> [The task]: The lines from the top of the data down to the line with "membership per club." should be repeated exactly, both ends included.

[Collected data entries]
//! User account model.
//!
//! # Responsibility
//! - Own profile attributes and the club-membership index.
//! - Keep the feedback ledger that pairs every vote with its counter effect.
//!
//! # Invariants
//! - `email` and `name` are never empty.
//! - At most one membership per club.
//! - At most one active vote per review; review votes are `1` or `-1`,
//!   event votes are always `1`.

use crate::model::club::{Club, ClubId};
use crate::model::error::{ensure_id, DocumentError, DomainError, DomainResult, EntityKind};
use crate::model::event::{Event, EventId};
use crate::model::member::MemberId;
use crate::model::review::{Review, ReviewId};
use serde::{Deserialize, Serialize};
use std::collections::BTreeMap;
use uuid::Uuid;

/// Stable user identifier.
pub type UserId = Uuid;

/// Vote value for a like.
pub const LIKE: i8 = 1;
/// Vote value for a dislike.
pub const DISLIKE: i8 = -1;

#[derive(Debug, Clone, Serialize, Deserialize)]
#[serde(try_from = "UserDocument", into = "UserDocument")]
pub struct User {
    id: UserId,
    email: String,
    name: String,
    year: String,
    major: String,
    memberships: BTreeMap<ClubId, MemberId>,
    feedback: FeedbackLedger,
}

/// Votes a user has cast, keyed by the target's id.
#[derive(Debug, Clone, Default, PartialEq, Eq, Serialize, Deserialize)]
pub struct FeedbackLedger {
    #[serde(default)]
    pub reviews: BTreeMap<ReviewId, i8>,
    #[serde(default)]
    pub events: BTreeMap<EventId, i8>,
}

impl FeedbackLedger {
    fn validate(&self) -> DomainResult<()> {
        if let Some(score) = self
            .reviews
            .values()
            .find(|score| **score != LIKE && **score != DISLIKE)
        {
            return Err(DomainError::InvalidFeedback(*score));
        }
        if let Some(score) = self.events.values().find(|score| **score != LIKE) {
            return Err(DomainError::InvalidEventFeedback(*score));
        }
        Ok(())
    }
}

/// Parameters for a first sign-in.
#[derive(Debug, Clone, Default, PartialEq, Eq)]
pub struct NewUser {
    pub email: String,
    pub name: String,
    pub year: String,
    pub major: String,
}

/// Stored shape of a user.
#[derive(Debug, Clone, PartialEq, Eq, Serialize, Deserialize)]
pub struct UserDocument {
    #[serde(rename = "_id", default = "Uuid::new_v4")]
    pub id: UserId,
    #[serde(default)]
    pub email: String,
    #[serde(default)]
    pub name: String,
    #[serde(default)]
    pub year: String,
    #[serde(default)]
    pub major: String,
    #[serde(default)]
    pub memberships: BTreeMap<ClubId, MemberId>,
    #[serde(default)]
    pub feedback: FeedbackLedger,
}

fn validate_email(email: String) -> DomainResult<String> {
    if email.trim().is_empty() {
        return Err(DomainError::InvalidEmail);
    }
    Ok(email)
}

fn validate_name(name: String) -> DomainResult<String> {
    if name.trim().is_empty() {
        return Err(DomainError::InvalidName(EntityKind::User));
    }
    Ok(name)
}

impl User {
    /// Creates a user with a generated id, no memberships and no votes.
    pub fn new(params: NewUser) -> DomainResult<Self> {
        Ok(Self {
            id: Uuid::new_v4(),
            name: validate_name(params.name)?,
            email: validate_email(params.email)?,
            year: params.year,
            major: params.major,
            memberships: BTreeMap::new(),
            feedback: FeedbackLedger::default(),
        })
    }

    pub fn id(&self) -> UserId {
        self.id
    }

    pub fn email(&self) -> &str {
        &self.email
    }

    pub fn name(&self) -> &str {
        &self.name
    }

    pub fn set_name(&mut self, name: impl Into<String>) -> DomainResult<()> {
        self.name = validate_name(name.into())?;
        Ok(())
    }

    pub fn year(&self) -> &str {
        &self.year
    }

    pub fn set_year(&mut self, year: impl Into<String>) {
        self.year = year.into();
    }

    pub fn major(&self) -> &str {
        &self.major
    }

    pub fn set_major(&mut self, major: impl Into<String>) {
        self.major = major.into();
    }

    /// Club id to member id, one entry per joined club.
    pub fn memberships(&self) -> &BTreeMap<ClubId, MemberId> {
        &self.memberships
    }

    pub fn membership(&self, club_id: ClubId) -> Option<MemberId> {
        self.memberships.get(&club_id).copied()
    }

    pub fn add_membership(&mut self, club_id: ClubId, member_id: MemberId) -> DomainResult<()> {
        if self.memberships.contains_key(&club_id) {
            return Err(DomainError::DuplicateMembership(club_id));
        }
        self.memberships.insert(club_id, member_id);
        Ok(())
    }

    /// Removes the membership entry, returning the member id it pointed to.
    pub fn del_membership(&mut self, club_id: ClubId) -> DomainResult<MemberId> {
        self.memberships
            .remove(&club_id)
            .ok_or(DomainError::NoMembership(club_id))
    }

    /// Files a join request with `club`.
    pub fn apply_to_club(&self, club: &mut Club) -> DomainResult<()> {
        club.add_application(self)
    }

    /// Submits (or replaces) this user's review of `club`.
    pub fn add_review(&self, club: &mut Club, review: Review) -> DomainResult<()> {
        club.add_review(self, review)
    }

    pub fn del_review(&self, club: &mut Club) -> DomainResult<Review> {
        club.del_review(self)
    }

    pub fn feedback(&self) -> &FeedbackLedger {
        &self.feedback
    }

    pub fn review_feedback(&self, review_id: ReviewId) -> Option<i8> {
        self.feedback.reviews.get(&review_id).copied()
    }

    /// Votes on a review.
    ///
    /// Repeating the current vote fails; voting the other way switches the
    /// vote and moves both counters accordingly.
    pub fn add_review_feedback(&mut self, review: &mut Review, score: i8) -> DomainResult<()> {
        if score != LIKE && score != DISLIKE {
            return Err(DomainError::InvalidFeedback(score));
        }

        match self.review_feedback(review.id()) {
            Some(previous) if previous == score => {
                return Err(DomainError::DuplicateFeedback(review.id()));
            }
            Some(previous) => revert_review_vote(review, previous),
            None => {}
        }

        self.feedback.reviews.insert(review.id(), score);
        if score == LIKE {
            review.like();
        } else {
            review.dislike();
        }
        Ok(())
    }

    /// Withdraws a previous vote on a review.
    pub fn del_review_feedback(&mut self, review: &mut Review) -> DomainResult<()> {
        let previous = self
            .feedback
            .reviews
            .remove(&review.id())
            .ok_or(DomainError::NoFeedback(review.id()))?;
        revert_review_vote(review, previous);
        Ok(())
    }

    pub fn likes_event(&self, event_id: EventId) -> bool {
        self.feedback.events.contains_key(&event_id)
    }

    pub fn add_event_feedback(&mut self, event: &mut Event) -> DomainResult<()> {
        if self.likes_event(event.id()) {
            return Err(DomainError::DuplicateFeedback(event.id()));
        }
        self.feedback.events.insert(event.id(), LIKE);
        event.like();
        Ok(())
    }

    pub fn del_event_feedback(&mut self, event: &mut Event) -> DomainResult<()> {
        if self.feedback.events.remove(&event.id()).is_none() {
            return Err(DomainError::NoFeedback(event.id()));
        }
        event.unlike();
        Ok(())
    }

    pub fn to_json(&self) -> Result<serde_json::Value, DocumentError> {
        Ok(serde_json::to_value(self)?)
    }

    pub fn from_json(value: serde_json::Value) -> Result<Self, DocumentError> {
        let document: UserDocument = serde_json::from_value(value)?;
        Ok(Self::try_from(document)?)
    }
}

fn revert_review_vote(review: &mut Review, score: i8) {
    if score == LIKE {
        review.unlike();
    } else {
        review.undislike();
    }
}

impl PartialEq for User {
    fn eq(&self, other: &Self) -> bool {
        self.id == other.id
    }
}

impl Eq for User {}

impl TryFrom<UserDocument> for User {
    type Error = DomainError;

    fn try_from(value: UserDocument) -> Result<Self, Self::Error> {
        value.feedback.validate()?;
        Ok(Self {
            id: ensure_id(value.id, EntityKind::User)?,
            name: validate_name(value.name)?,
            email: validate_email(value.email)?,
            year: value.year,
            major: value.major,
            memberships: value.memberships,
            feedback: value.feedback,
        })
    }
}

impl From<User> for UserDocument {
    fn from(value: User) -> Self {
        Self {
            id: value.id,
            email: value.email,
            name: value.name,
            year: value.year,
            major: value.major,
            memberships: value.memberships,
            feedback: value.feedback,
        }
    }
}

#[cfg(test)]
mod tests {
    use super::{NewUser, User};
    use crate::model::error::{DomainError, EntityKind};
    use uuid::Uuid;

    fn user() -> User {
        User::new(NewUser {
            email: "sam@school.edu".to_string(),
            name: "Sam".to_string(),
            year: "3".to_string(),
            major: "Computer Science".to_string(),
        })
        .expect("valid user")
    }

    #[test]
    fn new_requires_name_and_email() {
        let missing_name = User::new(NewUser {
            email: "a@b.c".to_string(),
            ..NewUser::default()
        })
        .expect_err("missing name");
        assert_eq!(missing_name, DomainError::InvalidName(EntityKind::User));

        let missing_email = User::new(NewUser {
            name: "Sam".to_string(),
            ..NewUser::default()
        })
        .expect_err("missing email");
        assert_eq!(missing_email, DomainError::InvalidEmail);
    }

    #[test]
    fn getters_expose_profile() {
        let user = user();
        assert_eq!(user.name(), "Sam");
        assert_eq!(user.year(), "3");
        assert_eq!(user.major(), "Computer Science");
        assert!(user.memberships().is_empty());
        assert!(user.feedback().reviews.is_empty());
    }

    #[test]
    fn memberships_are_one_per_club() {
        let mut user = user();
        let club_id = Uuid::new_v4();
        let member_id = Uuid::new_v4();

        user.add_membership(club_id, member_id).expect("first membership");
        let err = user
            .add_membership(club_id, Uuid::new_v4())
            .expect_err("second membership for same club");
        assert_eq!(err, DomainError::DuplicateMembership(club_id));
        assert_eq!(user.membership(club_id), Some(member_id));

        assert_eq!(user.del_membership(club_id).expect("delete"), member_id);
        assert_eq!(
            user.del_membership(club_id).expect_err("already gone"),
            DomainError::NoMembership(club_id)
        );
    }

    #[test]
    fn settings_reject_blank_name() {
        let mut user = user();
        user.set_name(" ").expect_err("blank name");
        user.set_major("Math");
        user.set_year("4");
        assert_eq!(user.name(), "Sam");
        assert_eq!(user.major(), "Math");
        assert_eq!(user.year(), "4");
    }
}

> [Reply]:
//! User account model.
//!
//! # Responsibility
//! - Own profile attributes and the club-membership index.
//! - Keep the feedback ledger that pairs every vote with its counter effect.
//!
//! # Invariants
//! - `email` and `name` are never empty.
//! - At most one membership per club.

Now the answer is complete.